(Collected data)

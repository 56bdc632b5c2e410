use crate::{AppState, handlers};
use axum::{
    Router,
    routing::{get, post},
};

/// Public Router Module
///
/// The complete set of operations that bypass authentication: account
/// creation, password authentication, and the health probe. Everything else
/// in the service requires a valid, non-expired session token.
pub fn public_routes() -> Router<AppState> {
    Router::new()
        // GET /health
        // Unauthenticated liveness probe for monitors and load balancers.
        .route("/health", get(|| async { "ok" }))
        // POST /register
        // New account creation. Returns a session token on success.
        .route("/register", post(handlers::register_user))
        // POST /login
        // Password authentication. Returns a session token on success.
        .route("/login", post(handlers::authenticate_user))
}
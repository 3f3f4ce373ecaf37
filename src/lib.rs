//! # relayout
//!
//! Layout reconstruction for extracted PDF text.
//!
//! This library takes the positioned text runs a PDF extractor produces and
//! rebuilds the document's semantic structure: paragraphs, headings, lists,
//! tables, captions, addresses, contact lines and running headers/footers.
//! The structure is then re-emitted as DOCX, JSON, or plain text.
//!
//! ## Quick Start
//!
//! ```no_run
//! use relayout::{analyze, read_input, render};
//!
//! fn main() -> relayout::Result<()> {
//!     // Load items produced by the extractor
//!     let input = read_input("items.json")?;
//!
//!     // Rebuild the structure
//!     let doc = analyze(&input)?;
//!
//!     // Write a Word document
//!     let options = render::RenderOptions::default();
//!     let bytes = render::to_docx(&doc, &options)?;
//!     std::fs::write("output.docx", bytes)?;
//!
//!     Ok(())
//! }
//! ```
//!
//! ## Features
//!
//! - **Font resolution**: Subset tags, weights and vendor suffixes mapped to system families
//! - **Block segmentation**: Gap, line and single-block strategies in a fallback chain
//! - **Table inference**: Column-aligned items rebuilt into rows and cells
//! - **Classification**: Headings, lists, captions, addresses, contact lines
//! - **CJK support**: No spurious spaces between ideographs
//! - **Parallel processing**: Uses Rayon for multi-page documents

pub mod convert;
pub mod error;
pub mod layout;
pub mod model;
pub mod render;

// Re-export commonly used types
pub use convert::{build_structure, ConvertOptions, ConvertResult, OutputFormat};
pub use error::{Error, Result};
pub use layout::{CleanupOptions, LayoutConfig, SegmentStrategy};
pub use model::{
    Alignment, BlockStyle, BlockType, Bounds, Color, DocumentInput, DocumentStructure,
    ImagePlaceholder, Metadata, PageInput, PageStructure, ResolvedStyle, TableCell, TableData,
    TableRow, TextBlock, TextItem,
};
pub use render::{JsonFormat, PageSelection, RenderOptions};

use std::path::Path;

/// Read extractor output from a JSON file.
///
/// # Example
///
/// ```no_run
/// use relayout::read_input;
///
/// let input = read_input("items.json").unwrap();
/// println!("Pages: {}", input.pages.len());
/// ```
pub fn read_input<P: AsRef<Path>>(path: P) -> Result<DocumentInput> {
    let json = std::fs::read_to_string(path)?;
    DocumentInput::from_json(&json)
}

/// Rebuild the document structure with default options.
///
/// # Errors
///
/// Returns [`Error::InputEmpty`] when there are no text items and no
/// metadata.
///
/// # Example
///
/// ```no_run
/// use relayout::{analyze, read_input};
///
/// let doc = analyze(&read_input("items.json").unwrap()).unwrap();
/// for block in doc.blocks() {
///     println!("{:?}: {}", block.block_type, block.text);
/// }
/// ```
pub fn analyze(input: &DocumentInput) -> Result<DocumentStructure> {
    build_structure(input, &ConvertOptions::default())
}

/// Rebuild the document structure with custom options.
pub fn analyze_with_options(input: &DocumentInput, options: &ConvertOptions) -> Result<DocumentStructure> {
    build_structure(input, options)
}

/// Convert extracted items to DOCX bytes.
///
/// # Example
///
/// ```no_run
/// use relayout::{read_input, to_docx};
///
/// let bytes = to_docx(&read_input("items.json").unwrap()).unwrap();
/// std::fs::write("output.docx", bytes).unwrap();
/// ```
pub fn to_docx(input: &DocumentInput) -> Result<Vec<u8>> {
    let doc = analyze(input)?;
    render::to_docx(&doc, &RenderOptions::default())
}

/// Convert extracted items to plain text.
///
/// # Example
///
/// ```no_run
/// use relayout::{read_input, to_text, RenderOptions};
///
/// let options = RenderOptions::new().with_headers_footers(false);
/// let text = to_text(&read_input("items.json").unwrap(), &options).unwrap();
/// ```
pub fn to_text(input: &DocumentInput, options: &RenderOptions) -> Result<String> {
    let doc = analyze(input)?;
    render::to_text(&doc, options)
}

/// Convert extracted items to a JSON dump of the structure.
///
/// # Example
///
/// ```no_run
/// use relayout::{read_input, to_json, JsonFormat};
///
/// let json = to_json(&read_input("items.json").unwrap(), JsonFormat::Pretty).unwrap();
/// std::fs::write("structure.json", json).unwrap();
/// ```
pub fn to_json(input: &DocumentInput, format: JsonFormat) -> Result<String> {
    let doc = analyze(input)?;
    render::to_json(&doc, format)
}

/// Builder for analyzing and rendering extracted documents.
///
/// # Example
///
/// ```no_run
/// use relayout::{read_input, Relayout};
///
/// let input = read_input("items.json")?;
/// let bytes = Relayout::new()
///     .sequential()
///     .with_page_markers()
///     .analyze(&input)?
///     .to_docx()?;
/// # Ok::<(), relayout::Error>(())
/// ```
#[derive(Debug, Clone, Default)]
pub struct Relayout {
    options: ConvertOptions,
}

impl Relayout {
    /// Create a new builder with default options.
    pub fn new() -> Self {
        Self::default()
    }

    /// Disable parallel page analysis.
    pub fn sequential(mut self) -> Self {
        self.options.parallel = false;
        self
    }

    /// Set layout thresholds.
    pub fn with_layout(mut self, layout: LayoutConfig) -> Self {
        self.options.layout = layout;
        self
    }

    /// Set the segmentation strategy order.
    pub fn with_strategies(mut self, strategies: Vec<SegmentStrategy>) -> Self {
        self.options = self.options.with_strategies(strategies);
        self
    }

    /// Emit "--- Page N ---" markers in DOCX output.
    pub fn with_page_markers(mut self) -> Self {
        self.options.render = self.options.render.with_page_markers(true);
        self
    }

    /// Do not start each page on a new DOCX page.
    pub fn without_page_breaks(mut self) -> Self {
        self.options.render = self.options.render.with_page_breaks(false);
        self
    }

    /// Drop running headers and footers from output.
    pub fn without_headers_footers(mut self) -> Self {
        self.options.render = self.options.render.with_headers_footers(false);
        self
    }

    /// Set page selection for output.
    pub fn with_pages(mut self, pages: PageSelection) -> Self {
        self.options.render = self.options.render.with_pages(pages);
        self
    }

    /// Analyze the input and return a result wrapper.
    pub fn analyze(self, input: &DocumentInput) -> Result<RelayoutResult> {
        let document = build_structure(input, &self.options)?;
        Ok(RelayoutResult {
            document,
            options: self.options,
        })
    }
}

/// Result of analyzing a document.
#[derive(Debug, Clone)]
pub struct RelayoutResult {
    /// The reconstructed document
    pub document: DocumentStructure,
    /// Options to render with
    options: ConvertOptions,
}

impl RelayoutResult {
    /// Convert to DOCX bytes.
    pub fn to_docx(&self) -> Result<Vec<u8>> {
        render::DocxWriter::new(&self.options.render, &self.options.layout).write(&self.document)
    }

    /// Convert to plain text.
    pub fn to_text(&self) -> Result<String> {
        render::to_text(&self.document, &self.options.render)
    }

    /// Convert to JSON.
    pub fn to_json(&self, format: JsonFormat) -> Result<String> {
        render::to_json(&self.document, format)
    }

    /// Get plain text without banners.
    pub fn plain_text(&self) -> String {
        self.document.plain_text()
    }

    /// Get the document.
    pub fn document(&self) -> &DocumentStructure {
        &self.document
    }
}

#[cfg(test)]
mod tests {
    use super::*;

    fn input() -> DocumentInput {
        let mut input = DocumentInput::new();
        input.add_page(PageInput::letter(1).with_items(vec![
            TextItem::new("Introduction", 72.0, 100.0, 18.0, "Arial-BoldMT"),
            TextItem::new("Some body text.", 72.0, 160.0, 11.0, "ArialMT"),
        ]));
        input
    }

    #[test]
    fn test_relayout_builder() {
        let builder = Relayout::new().sequential().with_page_markers();
        assert!(!builder.options.parallel);
        assert!(builder.options.render.page_markers);
    }

    #[test]
    fn test_relayout_builder_with_pages() {
        let builder = Relayout::new().with_pages(PageSelection::Range(1..=5));
        assert!(matches!(
            builder.options.render.page_selection,
            PageSelection::Range(_)
        ));
    }

    #[test]
    fn test_relayout_builder_without_headers_footers() {
        let builder = Relayout::new().without_headers_footers().without_page_breaks();
        assert!(!builder.options.render.include_headers_footers);
        assert!(!builder.options.render.page_breaks);
    }

    #[test]
    fn test_analyze_and_render() {
        let result = Relayout::new().analyze(&input()).unwrap();
        assert_eq!(result.document().page_count(), 1);
        assert!(result.plain_text().contains("Some body text."));
        assert!(result.to_text().unwrap().contains("PAGE 1"));
        assert!(!result.to_docx().unwrap().is_empty());
    }

    #[test]
    fn test_analyze_empty_input() {
        assert!(matches!(analyze(&DocumentInput::new()), Err(Error::InputEmpty)));
    }

    #[test]
    fn test_read_input_missing_file() {
        let result = read_input("/nonexistent/items.json");
        assert!(matches!(result, Err(Error::Io(_))));
    }
}
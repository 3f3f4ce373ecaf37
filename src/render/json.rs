//! JSON rendering of the reconstructed structure.

use crate::error::{Error, Result};
use crate::model::DocumentStructure;

/// JSON output format.
#[derive(Debug, Clone, Copy, PartialEq, Eq, Default)]
pub enum JsonFormat {
    /// Pretty-printed JSON with indentation
    #[default]
    Pretty,
    /// Compact JSON without extra whitespace
    Compact,
}

/// Convert a document structure to JSON.
pub fn to_json(doc: &DocumentStructure, format: JsonFormat) -> Result<String> {
    let result = match format {
        JsonFormat::Pretty => serde_json::to_string_pretty(doc),
        JsonFormat::Compact => serde_json::to_string(doc),
    };

    result.map_err(|e| Error::Render(format!("JSON serialization error: {}", e)))
}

TASK GOAL: Filter the data for the string "session" and copy every line that has it.

THE COMPLETED TASK:
/// in the service requires a valid, non-expired session token.
        // New account creation. Returns a session token on success.
        // Password authentication. Returns a session token on success.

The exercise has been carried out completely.